Ficus bhotanica

Scientific classification
- Kingdom: Plantae
- Clade: Tracheophytes
- Clade: Angiosperms
- Clade: Eudicots
- Clade: Rosids
- Order: Rosales
- Family: Moraceae
- Genus: Ficus
- Species: F. bhotanica
- Binomial name: Ficus bhotanica King
- Synonyms: Ficus laceratifolia H.Lév. & Vaniot ; Ficus rhomboidalis H.Lév. & Vaniot ; Ficus gasparriniana var. laceratifolia (H.Lév. & Vaniot) Corner;

= Ficus bhotanica =

- Genus: Ficus
- Species: bhotanica
- Authority: King

Species of flowering plant

Ficus bhotanica, commonly known as Christmas fig or ling ye guan mao rong (菱叶冠毛榕), is a species of flowering plant in the family Moraceae. It is native to Bhutan, China, India, and Myanmar.

==Taxonomy and history==
Ficus bhotanica was described by George King in 1888. The same species would be described from a different type specimen as Ficus laceratifolia by Augustin Abel Hector Léveillé and Eugène Vaniot in 1907, and later recharacterised as a variety of Ficus gasparriniana, F. gasparriniana var. laceratifolia, by Edred John Henry Corner in 1960.

==Distribution and habitat==
Ficus bhotanica is native to Bhutan, China (Guangxi, Guizhou, Sichuan, and Yunnan), India (Arunachal Pradesh and Assam), and Myanmar.

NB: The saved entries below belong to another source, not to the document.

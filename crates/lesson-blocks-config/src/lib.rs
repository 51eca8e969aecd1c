use serde::Deserialize;
use std::path::{Path, PathBuf};
use thiserror::Error;

pub const DEFAULT_PREVIEW_LENGTH: usize = 50;

#[derive(Debug, Error)]
pub enum ConfigError {
    #[error("Failed to read config file at {config_path}: {source}")]
    ConfigReadError {
        config_path: PathBuf,
        source: std::io::Error,
    },

    #[error("Failed to parse config file at {config_path}: {source}")]
    ConfigParseError {
        config_path: PathBuf,
        source: toml::de::Error,
    },
}

#[derive(Debug, Clone, PartialEq, Eq, Deserialize)]
pub struct Config {
    /// Directory holding `<lesson_id>.lesson` files
    pub lessons_path: PathBuf,
    #[serde(default = "default_preview_length")]
    pub preview_length: usize,
}

fn default_preview_length() -> usize {
    DEFAULT_PREVIEW_LENGTH
}

impl Config {
    pub fn new(lessons_path: impl Into<PathBuf>) -> Self {
        Self {
            lessons_path: lessons_path.into(),
            preview_length: default_preview_length(),
        }
    }

    pub fn load_from_path<P: AsRef<Path>>(config_path: P) -> Result<Option<Self>, ConfigError> {
        let config_path = config_path.as_ref();
        if !config_path.exists() {
            return Ok(None);
        }

        let content = std::fs::read_to_string(config_path).map_err(|source| {
            ConfigError::ConfigReadError {
                config_path: config_path.to_path_buf(),
                source,
            }
        })?;

        let mut config: Config =
            toml::from_str(&content).map_err(|source| ConfigError::ConfigParseError {
                config_path: config_path.to_path_buf(),
                source,
            })?;

        // Expand shell variables and tilde in the loaded lessons path
        config.lessons_path =
            Self::expand_path(&config.lessons_path).unwrap_or(config.lessons_path);

        Ok(Some(config))
    }

    pub fn load() -> Result<Option<Self>, ConfigError> {
        let config_path = Self::config_path();
        Self::load_from_path(&config_path)
    }

    pub fn config_path() -> PathBuf {
        let config_dir = shellexpand::tilde("~/.config/lesson-blocks");
        PathBuf::from(config_dir.as_ref()).join("config.toml")
    }

    fn expand_path(path: &Path) -> Option<PathBuf> {
        let path_str = path.to_string_lossy();
        match shellexpand::full(&path_str) {
            Ok(expanded) => Some(PathBuf::from(expanded.as_ref())),
            Err(_) => None,
        }
    }
}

In China, it grows in forests at 600-1300 m above sea level.

==Description==
Ficus bhotanica is an evergreen tree or shrub growing up to 6 ft tall, sometimes producing aerial roots. The dark green leaves are obovate and measure approximately 7-15 cm by 2.5-5 cm with one to four irregular teeth near the tip. The fruits are red achenes measuring 2.5-3.5 mm in diameter.